- YOUR OBJECTIVE
Please restate the data that follows, leaving every word in place.

[TASK INPUT Boundary: Start]

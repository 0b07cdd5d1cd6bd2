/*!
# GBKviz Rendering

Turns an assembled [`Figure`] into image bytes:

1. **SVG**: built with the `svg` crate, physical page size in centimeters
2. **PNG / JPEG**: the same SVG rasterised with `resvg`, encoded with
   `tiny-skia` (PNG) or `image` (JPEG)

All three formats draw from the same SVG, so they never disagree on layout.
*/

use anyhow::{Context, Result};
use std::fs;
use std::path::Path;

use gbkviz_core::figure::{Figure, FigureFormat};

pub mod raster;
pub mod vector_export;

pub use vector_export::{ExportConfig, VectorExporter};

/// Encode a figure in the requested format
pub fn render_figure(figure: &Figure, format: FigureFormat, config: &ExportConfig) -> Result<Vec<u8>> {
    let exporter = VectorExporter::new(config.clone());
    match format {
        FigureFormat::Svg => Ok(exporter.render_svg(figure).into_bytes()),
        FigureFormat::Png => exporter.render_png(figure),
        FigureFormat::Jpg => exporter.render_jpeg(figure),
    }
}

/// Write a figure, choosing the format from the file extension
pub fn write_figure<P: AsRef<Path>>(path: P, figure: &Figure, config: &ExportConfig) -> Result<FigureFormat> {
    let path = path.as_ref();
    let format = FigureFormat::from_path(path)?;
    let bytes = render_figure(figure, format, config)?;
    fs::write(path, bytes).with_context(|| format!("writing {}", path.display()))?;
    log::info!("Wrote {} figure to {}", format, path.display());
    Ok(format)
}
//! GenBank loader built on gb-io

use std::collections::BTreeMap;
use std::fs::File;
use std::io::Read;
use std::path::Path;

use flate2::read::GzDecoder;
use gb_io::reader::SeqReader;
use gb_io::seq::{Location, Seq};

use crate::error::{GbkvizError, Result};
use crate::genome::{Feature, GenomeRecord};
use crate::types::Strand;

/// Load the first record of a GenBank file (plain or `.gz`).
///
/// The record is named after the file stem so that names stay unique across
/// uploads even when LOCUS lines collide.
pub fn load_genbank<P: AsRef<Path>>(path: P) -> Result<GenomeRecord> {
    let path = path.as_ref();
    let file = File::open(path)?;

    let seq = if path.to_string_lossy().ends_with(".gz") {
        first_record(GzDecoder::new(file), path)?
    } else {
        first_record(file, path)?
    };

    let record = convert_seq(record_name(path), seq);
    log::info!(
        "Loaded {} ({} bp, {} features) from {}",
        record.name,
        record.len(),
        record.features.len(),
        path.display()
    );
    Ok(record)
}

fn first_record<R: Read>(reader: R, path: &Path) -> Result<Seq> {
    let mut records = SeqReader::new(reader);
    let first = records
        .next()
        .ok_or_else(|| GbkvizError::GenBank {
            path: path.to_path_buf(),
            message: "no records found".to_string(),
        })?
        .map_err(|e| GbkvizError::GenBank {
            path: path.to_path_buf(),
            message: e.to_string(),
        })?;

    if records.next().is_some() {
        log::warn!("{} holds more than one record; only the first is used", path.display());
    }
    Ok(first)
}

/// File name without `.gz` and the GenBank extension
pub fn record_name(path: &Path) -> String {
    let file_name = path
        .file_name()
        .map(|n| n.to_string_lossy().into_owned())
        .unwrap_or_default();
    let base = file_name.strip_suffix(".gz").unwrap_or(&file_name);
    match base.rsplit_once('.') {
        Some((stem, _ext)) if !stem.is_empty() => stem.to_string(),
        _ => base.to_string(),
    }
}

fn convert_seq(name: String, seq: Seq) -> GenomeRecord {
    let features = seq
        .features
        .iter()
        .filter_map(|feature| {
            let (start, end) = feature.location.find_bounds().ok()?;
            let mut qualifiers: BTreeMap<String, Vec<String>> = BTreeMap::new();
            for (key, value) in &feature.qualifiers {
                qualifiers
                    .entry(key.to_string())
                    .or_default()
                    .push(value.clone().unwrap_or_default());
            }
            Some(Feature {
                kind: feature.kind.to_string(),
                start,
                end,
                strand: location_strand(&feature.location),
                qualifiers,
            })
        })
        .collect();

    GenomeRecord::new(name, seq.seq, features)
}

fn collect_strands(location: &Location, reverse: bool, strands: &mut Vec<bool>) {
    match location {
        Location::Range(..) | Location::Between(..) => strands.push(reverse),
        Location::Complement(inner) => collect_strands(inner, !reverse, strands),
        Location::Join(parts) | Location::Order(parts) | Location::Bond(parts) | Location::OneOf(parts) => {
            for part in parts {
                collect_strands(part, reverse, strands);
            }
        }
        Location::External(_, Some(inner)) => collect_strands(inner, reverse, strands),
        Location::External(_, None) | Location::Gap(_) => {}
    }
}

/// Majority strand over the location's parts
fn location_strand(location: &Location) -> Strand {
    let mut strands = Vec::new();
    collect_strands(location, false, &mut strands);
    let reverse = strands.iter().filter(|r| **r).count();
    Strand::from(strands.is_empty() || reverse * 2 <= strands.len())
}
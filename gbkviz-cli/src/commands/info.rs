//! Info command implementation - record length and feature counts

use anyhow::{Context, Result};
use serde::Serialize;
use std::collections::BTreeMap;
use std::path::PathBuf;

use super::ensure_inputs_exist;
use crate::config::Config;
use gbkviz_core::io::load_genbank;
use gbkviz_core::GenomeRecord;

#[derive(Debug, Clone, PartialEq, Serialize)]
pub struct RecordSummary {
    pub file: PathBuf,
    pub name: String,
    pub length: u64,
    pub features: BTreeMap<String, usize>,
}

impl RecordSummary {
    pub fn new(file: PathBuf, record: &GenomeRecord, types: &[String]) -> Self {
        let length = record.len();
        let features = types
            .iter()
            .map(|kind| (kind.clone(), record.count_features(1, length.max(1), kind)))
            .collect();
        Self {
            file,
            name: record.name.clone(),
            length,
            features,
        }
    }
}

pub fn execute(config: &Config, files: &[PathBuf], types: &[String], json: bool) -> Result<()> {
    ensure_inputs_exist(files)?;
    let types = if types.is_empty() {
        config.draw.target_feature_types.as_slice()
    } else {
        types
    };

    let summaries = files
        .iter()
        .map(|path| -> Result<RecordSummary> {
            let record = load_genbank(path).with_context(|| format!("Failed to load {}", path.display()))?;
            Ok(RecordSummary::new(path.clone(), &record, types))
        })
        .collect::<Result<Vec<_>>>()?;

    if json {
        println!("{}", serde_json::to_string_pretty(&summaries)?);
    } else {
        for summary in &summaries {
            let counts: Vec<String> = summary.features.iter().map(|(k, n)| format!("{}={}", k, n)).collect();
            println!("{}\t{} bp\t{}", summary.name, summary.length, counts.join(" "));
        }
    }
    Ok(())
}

[TASK INPUT Boundary: End]

- RESPONSE FOR THIS EXERCISE
repository 0b07cdd5d1cd6bd2
/*!
# GBKviz Rendering

Turns an assembled [`Figure`] into image bytes:

1. **SVG**: built with the `svg` crate, physical page size in centimeters
2. **PNG / JPEG**: the same SVG rasterised with `resvg`, encoded with
   `tiny-skia` (PNG) or `image` (JPEG)

All three formats draw from the same SVG, so they never disagree on layout.
*/

use anyhow::{Context, Result};
use std::fs;
use std::path::Path;

use gbkviz_core::figure::{Figure, FigureFormat};

pub mod raster;
pub mod vector_export;

pub use vector_export::{ExportConfig, VectorExporter};

/// Encode a figure in the requested format
pub fn render_figure(figure: &Figure, format: FigureFormat, config: &ExportConfig) -> Result<Vec<u8>> {
    let exporter = VectorExporter::new(config.clone());
    match format {
        FigureFormat::Svg => Ok(exporter.render_svg(figure).into_bytes()),
        FigureFormat::Png => exporter.render_png(figure),
        FigureFormat::Jpg => exporter.render_jpeg(figure),
    }
}

/// Write a figure, choosing the format from the file extension
pub fn write_figure<P: AsRef<Path>>(path: P, figure: &Figure, config: &ExportConfig) -> Result<FigureFormat> {
    let path = path.as_ref();
    let format = FigureFormat::from_path(path)?;
    let bytes = render_figure(figure, format, config)?;
    fs::write(path, bytes).with_context(|| format!("writing {}", path.display()))?;
    log::info!("Wrote {} figure to {}", format, path.display());
    Ok(format)
}
//! GenBank loader built on gb-io

use std::collections::BTreeMap;
use std::fs::File;
use std::io::Read;
use std::path::Path;

use flate2::read::GzDecoder;
use gb_io::reader::SeqReader;
use gb_io::seq::{Location, Seq};

use crate::error::{GbkvizError, Result};
use crate::genome::{Feature, GenomeRecord};
use crate::types::Strand;

/// Load the first record of a GenBank file (plain or `.gz`).
///
/// The record is named after the file stem so that names stay unique across
/// uploads even when LOCUS lines collide.
pub fn load_genbank<P: AsRef<Path>>(path: P) -> Result<GenomeRecord> {
    let path = path.as_ref();
    let file = File::open(path)?;

    let seq = if path.to_string_lossy().ends_with(".gz") {
        first_record(GzDecoder::new(file), path)?
    } else {
        first_record(file, path)?
    };

    let record = convert_seq(record_name(path), seq);
    log::info!(
        "Loaded {} ({} bp, {} features) from {}",
        record.name,
        record.len(),
        record.features.len(),
        path.display()
    );
    Ok(record)
}

fn first_record<R: Read>(reader: R, path: &Path) -> Result<Seq> {
    let mut records = SeqReader::new(reader);
    let first = records
        .next()
        .ok_or_else(|| GbkvizError::GenBank {
            path: path.to_path_buf(),
            message: "no records found".to_string(),
        })?
        .map_err(|e| GbkvizError::GenBank {
            path: path.to_path_buf(),
            message: e.to_string(),
        })?;

    if records.next().is_some() {
        log::warn!("{} holds more than one record; only the first is used", path.display());
    }
    Ok(first)
}

/// File name without `.gz` and the GenBank extension
pub fn record_name(path: &Path) -> String {
    let file_name = path
        .file_name()
        .map(|n| n.to_string_lossy().into_owned())
        .unwrap_or_default();
    let base = file_name.strip_suffix(".gz").unwrap_or(&file_name);
    match base.rsplit_once('.') {
        Some((stem, _ext)) if !stem.is_empty() => stem.to_string(),
        _ => base.to_string(),
    }
}

fn convert_seq(name: String, seq: Seq) -> GenomeRecord {
    let features = seq
        .features
        .iter()
        .filter_map(|feature| {
            let (start, end) = feature.location.find_bounds().ok()?;
            let mut qualifiers: BTreeMap<String, Vec<String>> = BTreeMap::new();
            for (key, value) in &feature.qualifiers {
                qualifiers
                    .entry(key.to_string())
                    .or_default()
                    .push(value.clone().unwrap_or_default());
            }
            Some(Feature {
                kind: feature.kind.to_string(),
                start,
                end,
                strand: location_strand(&feature.location),
                qualifiers,
            })
        })
        .collect();

    GenomeRecord::new(name, seq.seq, features)
}

fn collect_strands(location: &Location, reverse: bool, strands: &mut Vec<bool>) {
    match location {
        Location::Range(..) | Location::Between(..) => strands.push(reverse),
        Location::Complement(inner) => collect_strands(inner, !reverse, strands),
        Location::Join(parts) | Location::Order(parts) | Location::Bond(parts) | Location::OneOf(parts) => {
            for part in parts {
                collect_strands(part, reverse, strands);
            }
        }
        Location::External(_, Some(inner)) => collect_strands(inner, reverse, strands),
        Location::External(_, None) | Location::Gap(_) => {}
    }
}

/// Majority strand over the location's parts
fn location_strand(location: &Location) -> Strand {
    let mut strands = Vec::new();
    collect_strands(location, false, &mut strands);
    let reverse = strands.iter().filter(|r| **r).count();
    Strand::from(strands.is_empty() || reverse * 2 <= strands.len())
}
filename gbkviz-cli/src/commands/info.rs
//! Info command implementation - record length and feature counts

use anyhow::{Context, Result};
use serde::Serialize;
use std::collections::BTreeMap;
use std::path::PathBuf;

use super::ensure_inputs_exist;
use crate::config::Config;
use gbkviz_core::io::load_genbank;
use gbkviz_core::GenomeRecord;

#[derive(Debug, Clone, PartialEq, Serialize)]
pub struct RecordSummary {
    pub file: PathBuf,
    pub name: String,
    pub length: u64,
    pub features: BTreeMap<String, usize>,
}

impl RecordSummary {
    pub fn new(file: PathBuf, record: &GenomeRecord, types: &[String]) -> Self {
        let length = record.len();
        let features = types
            .iter()
            .map(|kind| (kind.clone(), record.count_features(1, length.max(1), kind)))
            .collect();
        Self {
            file,
            name: record.name.clone(),
            length,
            features,
        }
    }
}

pub fn execute(config: &Config, files: &[PathBuf], types: &[String], json: bool) -> Result<()> {
    ensure_inputs_exist(files)?;
    let types = if types.is_empty() {
        config.draw.target_feature_types.as_slice()
    } else {
        types
    };

    let summaries = files
        .iter()
        .map(|path| -> Result<RecordSummary> {
            let record = load_genbank(path).with_context(|| format!("Failed to load {}", path.display()))?;
            Ok(RecordSummary::new(path.clone(), &record, types))
        })
        .collect::<Result<Vec<_>>>()?;

    if json {
        println!("{}", serde_json::to_string_pretty(&summaries)?);
    } else {
        for summary in &summaries {
            let counts: Vec<String> = summary.features.iter().map(|(k, n)| format!("{}={}", k, n)).collect();
            println!("{}\t{} bp\t{}", summary.name, summary.length, counts.join(" "));
        }
    }
    Ok(())
}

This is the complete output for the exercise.